*Problem*
Out of the records below, copy all lines in which the word "DdlEvent" occurs.

*Data section*
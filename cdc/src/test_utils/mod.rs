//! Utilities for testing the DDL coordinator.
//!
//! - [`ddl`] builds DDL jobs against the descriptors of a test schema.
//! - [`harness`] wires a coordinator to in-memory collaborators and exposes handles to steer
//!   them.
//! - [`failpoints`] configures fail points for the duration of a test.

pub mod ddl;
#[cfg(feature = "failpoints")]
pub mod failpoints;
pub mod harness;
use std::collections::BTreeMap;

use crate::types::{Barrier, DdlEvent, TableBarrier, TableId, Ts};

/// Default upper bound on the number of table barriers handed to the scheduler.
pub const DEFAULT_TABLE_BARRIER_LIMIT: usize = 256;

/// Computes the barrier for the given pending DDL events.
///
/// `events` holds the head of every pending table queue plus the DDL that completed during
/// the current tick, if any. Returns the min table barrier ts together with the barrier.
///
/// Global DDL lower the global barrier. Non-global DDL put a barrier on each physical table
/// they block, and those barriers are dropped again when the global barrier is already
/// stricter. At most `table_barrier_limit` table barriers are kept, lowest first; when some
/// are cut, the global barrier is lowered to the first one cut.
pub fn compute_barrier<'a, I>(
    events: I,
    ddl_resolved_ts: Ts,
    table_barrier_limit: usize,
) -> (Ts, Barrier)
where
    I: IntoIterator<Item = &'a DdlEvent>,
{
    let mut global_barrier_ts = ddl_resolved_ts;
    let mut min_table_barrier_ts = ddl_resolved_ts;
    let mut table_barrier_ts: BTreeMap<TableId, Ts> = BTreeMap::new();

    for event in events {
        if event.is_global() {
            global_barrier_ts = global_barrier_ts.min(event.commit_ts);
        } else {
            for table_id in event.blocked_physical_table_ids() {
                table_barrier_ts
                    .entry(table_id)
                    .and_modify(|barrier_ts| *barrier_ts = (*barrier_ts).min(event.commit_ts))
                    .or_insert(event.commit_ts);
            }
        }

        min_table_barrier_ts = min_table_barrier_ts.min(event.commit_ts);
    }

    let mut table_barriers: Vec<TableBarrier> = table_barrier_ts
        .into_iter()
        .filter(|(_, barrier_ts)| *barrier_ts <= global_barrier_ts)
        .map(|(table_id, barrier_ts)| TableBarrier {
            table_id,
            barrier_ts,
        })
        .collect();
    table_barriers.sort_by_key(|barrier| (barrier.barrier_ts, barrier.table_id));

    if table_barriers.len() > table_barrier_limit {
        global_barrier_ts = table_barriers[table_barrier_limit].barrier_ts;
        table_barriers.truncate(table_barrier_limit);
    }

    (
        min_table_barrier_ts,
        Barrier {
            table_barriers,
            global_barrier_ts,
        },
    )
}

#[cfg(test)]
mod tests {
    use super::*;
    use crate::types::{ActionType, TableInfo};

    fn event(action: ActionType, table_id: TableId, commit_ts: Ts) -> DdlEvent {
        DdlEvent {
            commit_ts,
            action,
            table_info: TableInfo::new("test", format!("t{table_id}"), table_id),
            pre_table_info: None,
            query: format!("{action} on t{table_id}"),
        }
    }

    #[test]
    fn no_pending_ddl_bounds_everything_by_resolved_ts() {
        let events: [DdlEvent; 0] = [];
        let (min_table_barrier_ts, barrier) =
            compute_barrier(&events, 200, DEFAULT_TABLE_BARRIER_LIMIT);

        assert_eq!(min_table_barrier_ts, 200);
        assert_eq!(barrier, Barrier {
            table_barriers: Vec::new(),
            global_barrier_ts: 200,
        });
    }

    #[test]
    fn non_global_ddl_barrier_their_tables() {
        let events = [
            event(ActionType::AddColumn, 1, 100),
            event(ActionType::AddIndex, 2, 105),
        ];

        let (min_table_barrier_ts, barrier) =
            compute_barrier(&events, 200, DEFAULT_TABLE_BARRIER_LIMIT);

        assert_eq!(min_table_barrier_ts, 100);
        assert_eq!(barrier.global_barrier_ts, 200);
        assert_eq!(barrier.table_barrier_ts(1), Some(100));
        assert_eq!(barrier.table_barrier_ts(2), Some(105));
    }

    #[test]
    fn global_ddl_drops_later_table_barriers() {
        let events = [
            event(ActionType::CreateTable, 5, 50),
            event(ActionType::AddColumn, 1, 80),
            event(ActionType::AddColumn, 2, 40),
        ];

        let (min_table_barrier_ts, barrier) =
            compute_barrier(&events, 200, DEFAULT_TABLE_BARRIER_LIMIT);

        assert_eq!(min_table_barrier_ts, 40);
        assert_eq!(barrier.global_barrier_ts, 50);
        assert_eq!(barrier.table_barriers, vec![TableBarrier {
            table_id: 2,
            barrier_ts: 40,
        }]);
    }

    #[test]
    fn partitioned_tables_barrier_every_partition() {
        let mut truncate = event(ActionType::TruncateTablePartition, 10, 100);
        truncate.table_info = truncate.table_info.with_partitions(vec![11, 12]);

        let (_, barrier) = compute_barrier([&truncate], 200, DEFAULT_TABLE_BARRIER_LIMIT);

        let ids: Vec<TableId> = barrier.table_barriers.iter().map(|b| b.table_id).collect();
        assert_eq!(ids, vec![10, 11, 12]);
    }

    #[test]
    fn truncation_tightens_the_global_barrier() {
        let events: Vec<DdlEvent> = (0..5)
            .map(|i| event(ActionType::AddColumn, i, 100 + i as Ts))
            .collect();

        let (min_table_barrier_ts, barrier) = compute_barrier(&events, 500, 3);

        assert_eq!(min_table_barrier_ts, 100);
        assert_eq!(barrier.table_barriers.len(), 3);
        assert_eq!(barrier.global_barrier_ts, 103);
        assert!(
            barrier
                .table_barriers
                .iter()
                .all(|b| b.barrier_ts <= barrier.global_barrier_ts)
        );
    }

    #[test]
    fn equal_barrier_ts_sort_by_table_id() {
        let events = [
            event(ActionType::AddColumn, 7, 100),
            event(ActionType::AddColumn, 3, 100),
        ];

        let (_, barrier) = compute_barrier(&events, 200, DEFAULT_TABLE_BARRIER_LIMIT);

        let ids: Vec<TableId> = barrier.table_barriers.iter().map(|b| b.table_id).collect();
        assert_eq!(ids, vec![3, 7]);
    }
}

*Output below*
use crate::types::{Barrier, DdlEvent, TableBarrier, TableId, Ts};
    I: IntoIterator<Item = &'a DdlEvent>,
    fn event(action: ActionType, table_id: TableId, commit_ts: Ts) -> DdlEvent {
        DdlEvent {
        let events: [DdlEvent; 0] = [];
        let events: Vec<DdlEvent> = (0..5)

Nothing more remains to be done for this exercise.